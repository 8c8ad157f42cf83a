//! State estimation seam.

use std::collections::BTreeMap;

use mf_core::{Real, Trace};

use crate::error::{ControlError, ControlResult};

/// Produces the controller's view of the system at a given time.
///
/// The accumulated result trace is passed in explicitly: estimation for
/// iteration N+1 can only ever see what iteration N actually merged.
/// `State` is consumed opaquely by the paired [`crate::Planner`].
pub trait StateEstimator {
    type State;

    fn estimate(&mut self, time: Real, trace: &Trace) -> ControlResult<Self::State>;
}

/// Placeholder estimator producing no state.
///
/// Pair it with planners whose problem needs no feedback; anything doing
/// real closed-loop control wants its own estimator.
#[derive(Debug, Clone, Copy, Default)]
pub struct NoEstimator;

impl StateEstimator for NoEstimator {
    type State = ();

    fn estimate(&mut self, _time: Real, _trace: &Trace) -> ControlResult<()> {
        Ok(())
    }
}

/// Estimator reading the most recent sample of selected trace channels.
///
/// The common case for emulator-in-the-loop runs: the simulated state keys
/// at the end of the trace are the state.
#[derive(Debug, Clone)]
pub struct TraceTailEstimator {
    keys: Vec<String>,
}

impl TraceTailEstimator {
    pub fn new(keys: impl IntoIterator<Item = impl Into<String>>) -> Self {
        Self {
            keys: keys.into_iter().map(Into::into).collect(),
        }
    }
}

impl StateEstimator for TraceTailEstimator {
    type State = BTreeMap<String, Real>;

    fn estimate(&mut self, _time: Real, trace: &Trace) -> ControlResult<Self::State> {
        let mut state = BTreeMap::new();
        for key in &self.keys {
            let value = trace
                .series(key)
                .and_then(|v| v.last().copied())
                .ok_or_else(|| ControlError::Estimation {
                    message: format!("trace has no samples for `{key}`"),
                })?;
            state.insert(key.clone(), value);
        }
        Ok(state)
    }
}

#[cfg(test)]
mod tests {
    use super::*;

    #[test]
    fn no_estimator_is_empty() {
        let trace = Trace::new();
        NoEstimator.estimate(0.0, &trace).unwrap();
    }

    #[test]
    fn tail_estimator_reads_last_samples() {
        let mut trace = Trace::new();
        trace.merge_time(&[0.0, 10.0]).unwrap();
        trace.merge_series("x", &[295.15, 296.0]).unwrap();

        let mut est = TraceTailEstimator::new(["x"]);
        let state = est.estimate(10.0, &trace).unwrap();
        assert_eq!(state.get("x"), Some(&296.0));
    }

    #[test]
    fn tail_estimator_fails_on_missing_key() {
        let trace = Trace::new();
        let mut est = TraceTailEstimator::new(["missing"]);
        let err = est.estimate(0.0, &trace).unwrap_err();
        assert!(matches!(err, ControlError::Estimation { .. }));
    }
}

### EXERCISE OBJECTIVE
For the word "String", tally the lines of the entries in which it appears and give the total alone.

### RESULT FOR THIS TASK
3